The problem marker understands severity, error message and line number parameters, and is capable of displaying them in the Problems view.

IMarker marker = file.createMarker(markerId);
 marker.setAttribute(IMarker.SEVERITY, severity);
 marker.setAttribute(IMarker.MESSAGE, message);
 marker.setAttribute(IMarker.LINE_NUMBER, line);

Annotating the document manually

As stated before, markers could be added easily without knowing anything about who has opened the file currently, so they are really useful for error feedback, but this information should be also available in the open editors.

Our first idea may be to create some glue code, that listens to the marker changes, and updates our editor accordingly. The drawbacks of this approach are first the fact that we have to code something that trivial, and the second (as we saw in our project), that the editor update could be quite tricky (missing or not deleted annotations).

My theory is, that we have encountered some kind of race condition with our naive implementation, as the annotation creation code was always executed, but sometimes the results were lost. So, in the end, this listener is not so trivial. 🙁

Automatic annotation display

This was the part that gave us the most headache – we did not understand, what caused the inconsistent display problem. On the other hand, knowing one extra fact (“magic”) the problem is trivially solvable.

So, here comes the Eclipse magic: we don’t have to create this service manually, we should reuse the already existing one. For that, we would need that our marker also become a child marker of the org.eclipse.core.resources.textmarker, and a minimal set of position data should be added to the marker.

This position information is described by the start and end offset value – instead of the human-readable line/column position information a machine-readable single position is used: the number of characters that has to be read from the start of the string stream.

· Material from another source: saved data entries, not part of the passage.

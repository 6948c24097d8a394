// SPDX-License-Identifier: BUSL-1.1
// Copyright (c) 2026 Alfred Jean LLC

//! Session identity and creation parameters
//!
//! A session is an ephemeral object owned by the coordination service. Keys
//! reference it by id; when it expires or is destroyed the service applies
//! its [`SessionBehavior`] to every key it owns.

use serde::{Deserialize, Serialize};
use std::time::Duration;

use crate::constants::DEFAULT_SESSION_TTL;

/// Identifier of a session on the coordination service
#[derive(Clone, Debug, PartialEq, Eq, Hash, PartialOrd, Ord, Serialize, Deserialize)]
#[serde(transparent)]
pub struct SessionId(pub String);

impl SessionId {
    pub fn new(id: impl Into<String>) -> Self {
        Self(id.into())
    }

    pub fn as_str(&self) -> &str {
        &self.0
    }
}

impl std::fmt::Display for SessionId {
    fn fmt(&self, f: &mut std::fmt::Formatter<'_>) -> std::fmt::Result {
        write!(f, "{}", self.0)
    }
}

impl From<&str> for SessionId {
    fn from(id: &str) -> Self {
        Self(id.to_string())
    }
}

/// What the service does with owned keys when a session is invalidated
#[derive(Clone, Copy, Debug, Default, PartialEq, Eq, Hash, Serialize, Deserialize)]
#[serde(rename_all = "lowercase")]
pub enum SessionBehavior {
    /// Clear the owner of every held key, keeping the values
    #[default]
    Release,
    /// Delete every held key
    Delete,
}

impl SessionBehavior {
    pub fn as_str(&self) -> &'static str {
        match self {
            SessionBehavior::Release => "release",
            SessionBehavior::Delete => "delete",
        }
    }
}

impl std::fmt::Display for SessionBehavior {
    fn fmt(&self, f: &mut std::fmt::Formatter<'_>) -> std::fmt::Result {
        f.write_str(self.as_str())
    }
}

/// Parameters for creating a session
#[derive(Clone, Debug, PartialEq, Eq, Serialize, Deserialize)]
pub struct SessionRequest {
    /// Human-readable name shown by the service
    pub name: String,
    /// Time after which an unrenewed session is invalidated
    #[serde(with = "humantime_serde")]
    pub ttl: Duration,
    #[serde(default)]
    pub behavior: SessionBehavior,
    /// Cool-down applied to keys released by invalidation (service default if unset)
    #[serde(default, with = "humantime_serde")]
    pub lock_delay: Option<Duration>,
}

impl SessionRequest {
    pub fn new(name: impl Into<String>) -> Self {
        Self {
            name: name.into(),
            ttl: DEFAULT_SESSION_TTL,
            behavior: SessionBehavior::Release,
            lock_delay: None,
        }
    }

    pub fn with_ttl(mut self, ttl: Duration) -> Self {
        self.ttl = ttl;
        self
    }

    pub fn with_behavior(mut self, behavior: SessionBehavior) -> Self {
        self.behavior = behavior;
        self
    }

    pub fn with_lock_delay(mut self, delay: Duration) -> Self {
        self.lock_delay = Some(delay);
        self
    }
}

#[cfg(test)]
#[path = "session_tests.rs"]
mod tests;
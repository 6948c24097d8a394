// SPDX-License-Identifier: BUSL-1.1
// Copyright (c) 2026 Alfred Jean LLC

//! Shell completion generation for the kvlock CLI.
//!
//! Install completions using:
//!
//! ```bash
//! # Bash
//! kvlock completions bash > ~/.local/share/bash-completion/completions/kvlock
//!
//! # Zsh
//! kvlock completions zsh > ~/.zfunc/_kvlock
//!
//! # Fish
//! kvlock completions fish > ~/.config/fish/completions/kvlock.fish
//! ```

use clap::CommandFactory;
use clap_complete::{generate, Shell};
use std::io;

/// Generate shell completions and write to stdout.
pub fn generate_completions<C: CommandFactory>(shell: Shell) {
    let mut cmd = C::command();
    generate(shell, &mut cmd, "kvlock", &mut io::stdout());
}

/// Arguments for the completions command.
#[derive(clap::Args, Debug)]
pub struct CompletionsArgs {
    /// Shell to generate completions for
    #[arg(value_enum)]
    pub shell: Shell,
}
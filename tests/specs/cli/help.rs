//! Help and completion specs

use crate::prelude::*;

#[test]
fn help_lists_commands() {
    kvlock()
        .args(&["--help"])
        .passes()
        .stdout_has("lock")
        .stdout_has("destroy")
        .stdout_has("completions");
}

#[test]
fn lock_help_shows_options() {
    kvlock()
        .args(&["lock", "--help"])
        .passes()
        .stdout_has("--limit")
        .stdout_has("--try")
        .stdout_has("--ttl")
        .stdout_has("--monitor-retry");
}

#[test]
fn help_hides_token_value() {
    kvlock()
        .env("KVLOCK_HTTP_TOKEN", "s3cret-token")
        .args(&["lock", "--help"])
        .passes()
        .stdout_lacks("s3cret-token");
}

#[test]
fn version_is_reported() {
    kvlock()
        .args(&["--version"])
        .passes()
        .stdout_has(env!("CARGO_PKG_VERSION"));
}

#[test]
fn completions_for_bash() {
    kvlock()
        .args(&["completions", "bash"])
        .passes()
        .stdout_has("_kvlock");
}
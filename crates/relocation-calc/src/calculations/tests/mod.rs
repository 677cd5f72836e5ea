mod common;
mod vehicles;
//! Household income normalization.
//!
//! Two readings of the same answer coexist. The ownership model needs *some*
//! ordinal level, so unparseable answers fall back to the "don't know" level.
//! The income-share percentage needs a *correct* amount, so the same answers
//! yield an [`IncomeError`] there instead.

use std::sync::OnceLock;

use regex::Regex;

use super::domain::HouseholdIncome;

pub const DONT_KNOW: &str = "dontKnow";
pub const REFUSAL: &str = "refusal";

/// Upper bounds at or above this value mark an "and more" bracket.
pub const OPEN_ENDED_UPPER_BOUND: u64 = 999_999;

/// Ordinal income level used as a categorical model feature.
#[derive(Debug, Clone, Copy, PartialEq, Eq, PartialOrd, Ord)]
pub struct IncomeLevel(u8);

impl IncomeLevel {
    pub const DECLINED: IncomeLevel = IncomeLevel(9);
    pub const UNKNOWN: IncomeLevel = IncomeLevel(10);

    pub fn value(self) -> u8 {
        self.0
    }
}

const BRACKET_LEVELS: [(&str, u8); 17] = [
    ("000000_009999", 1),
    ("010000_019999", 1),
    ("020000_029999", 1),
    ("030000_039999", 2),
    ("040000_049999", 2),
    ("050000_059999", 2),
    ("060000_069999", 3),
    ("070000_079999", 3),
    ("080000_089999", 3),
    ("090000_099999", 4),
    ("100000_119999", 4),
    ("120000_149999", 5),
    ("150000_179999", 6),
    ("180000_209999", 7),
    ("210000_999999", 8),
    (REFUSAL, 9),
    (DONT_KNOW, 10),
];

// Lower bound of levels 2 through 8.
const LEVEL_THRESHOLDS: [f64; 7] = [
    30_000.0, 60_000.0, 90_000.0, 120_000.0, 150_000.0, 180_000.0, 210_000.0,
];

/// Maps a raw income answer to the model's ordinal level, defaulting to
/// [`IncomeLevel::UNKNOWN`] for anything it cannot read.
pub fn map_to_ordinal_level(income: &str) -> IncomeLevel {
    let trimmed = income.trim();
    if let Some((_, level)) = BRACKET_LEVELS.iter().find(|(code, _)| *code == trimmed) {
        return IncomeLevel(*level);
    }

    match trimmed.parse::<f64>() {
        Ok(amount) if amount.is_finite() => level_for_amount(amount),
        _ => {
            tracing::warn!(income = %income, "unknown income format, using the unknown level");
            IncomeLevel::UNKNOWN
        }
    }
}

fn level_for_amount(amount: f64) -> IncomeLevel {
    let passed = LEVEL_THRESHOLDS
        .iter()
        .take_while(|threshold| amount >= **threshold)
        .count();
    IncomeLevel(1 + passed as u8)
}

#[derive(Debug, Clone, PartialEq, thiserror::Error)]
pub enum IncomeError {
    #[error("household income is unknown to the respondent")]
    Unknown,
    #[error("respondent declined to report household income")]
    Declined,
    #[error("invalid income format: {0}")]
    InvalidFormat(String),
    #[error("income {0} is not a positive amount")]
    NotPositive(f64),
}

/// Estimates a continuous annual income from the raw answer.
///
/// Closed brackets give the mean of their bounds. Open-ended brackets give
/// their lower bound, since a midpoint against the 999 999 sentinel would make
/// the income share look far smaller than it is.
pub fn estimate_annual_income(income: &HouseholdIncome) -> Result<f64, IncomeError> {
    let estimate = match income {
        HouseholdIncome::Amount(amount) => *amount,
        HouseholdIncome::Code(code) => estimate_from_code(code)?,
    };

    if !estimate.is_finite() || estimate <= 0.0 {
        return Err(IncomeError::NotPositive(estimate));
    }
    Ok(estimate)
}

fn estimate_from_code(code: &str) -> Result<f64, IncomeError> {
    match code {
        DONT_KNOW => return Err(IncomeError::Unknown),
        REFUSAL => return Err(IncomeError::Declined),
        _ => {}
    }

    if code.contains('_') {
        let (lower, upper) = parse_bracket(code)?;
        if upper >= OPEN_ENDED_UPPER_BOUND {
            return Ok(lower as f64);
        }
        return Ok((lower + upper) as f64 / 2.0);
    }

    let trimmed = code.trim();
    if !numeric_pattern().is_match(trimmed) {
        return Err(IncomeError::InvalidFormat(code.to_string()));
    }
    trimmed
        .parse::<f64>()
        .map_err(|_| IncomeError::InvalidFormat(code.to_string()))
}

fn parse_bracket(code: &str) -> Result<(u64, u64), IncomeError> {
    let invalid = || IncomeError::InvalidFormat(code.to_string());
    let mut parts = code.split('_');
    let (Some(lower), Some(upper), None) = (parts.next(), parts.next(), parts.next()) else {
        return Err(invalid());
    };
    let lower = lower.trim().parse::<u64>().map_err(|_| invalid())?;
    let upper = upper.trim().parse::<u64>().map_err(|_| invalid())?;
    Ok((lower, upper))
}

fn numeric_pattern() -> &'static Regex {
    static PATTERN: OnceLock<Regex> = OnceLock::new();
    PATTERN.get_or_init(|| Regex::new(r"^[0-9]+(\.[0-9]+)?$").expect("static income pattern"))
}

Its lucky, that most parser generators provide such output that this information is trivially available from the AST level

   <extension
         id="vtclparsermarker"
         name="VTCL Parsing Problems"
         point="org.eclipse.core.resources.markers">
      <super
            type="org.eclipse.core.resources.problemmarker">
      </super>
      <persistent
            value="true">
      </persistent>
      <super
            type="org.eclipse.core.resources.textmarker">
      </super>
   </extension>

And the marker creator Java code looks as follows:

IMarker marker = file.createMarker(markerId);
marker.setAttribute(IMarker.SEVERITY, severity);
marker.setAttribute(IMarker.MESSAGE, message);
marker.setAttribute(IMarker.LINE_NUMBER, line);
if (pos.offset != 0) {
  marker.setAttribute(IMarker.CHAR_START,pos.offset);
  marker.setAttribute(IMarker.CHAR_END,pos.offset+pos.length);
}

After that, the platform uses a default implementation, that provides the well-known wriggly underline to annotate our text files with the associated markers.

Summary

Altogether, the following steps are needed to provide a simple error reporting for our existing editor:

  • Create a custom marker type
    • With a supertype of org.eclipse.core.resources.problemmarker to display the report in the problems view
    • With a supertype of org.eclipse.core.resources.textmarker to underline the errors in the textual editor
  • Create a marker instance
    • Setting the IMarker.SEVERITY, IMarker.MESSAGE and IMarker.LINE_NUMBER attributes for the Problems view.
    • Setting the IMarker.CHAR_START and IMarker.CHAR_END for the editor annotations.

Conclusion

The Eclipse text editors provide a well-defined, easy to use error reporting mechanism nearly for free. The main catch is, we have to be careful to set everything – if something is missing, we got the silent failure issue – no exception is thrown, but something is not shown.

The biggest issue in our implementation was that the IMarker.CHAR_START and IMarker.CHAR_END marker attributes are ignored, if the used marker is not a text attribute, making this problem hard to identify.

A fine thing with this error reporting mechanism is, that it is independent of the concrete text editor used: when we changed our implementation in the VIATRA framework, the resulting reports were visible in every text editor (e.g. the dedicated VIATRA text editor, or the default text editor in Eclipse) – thus helping error recovery.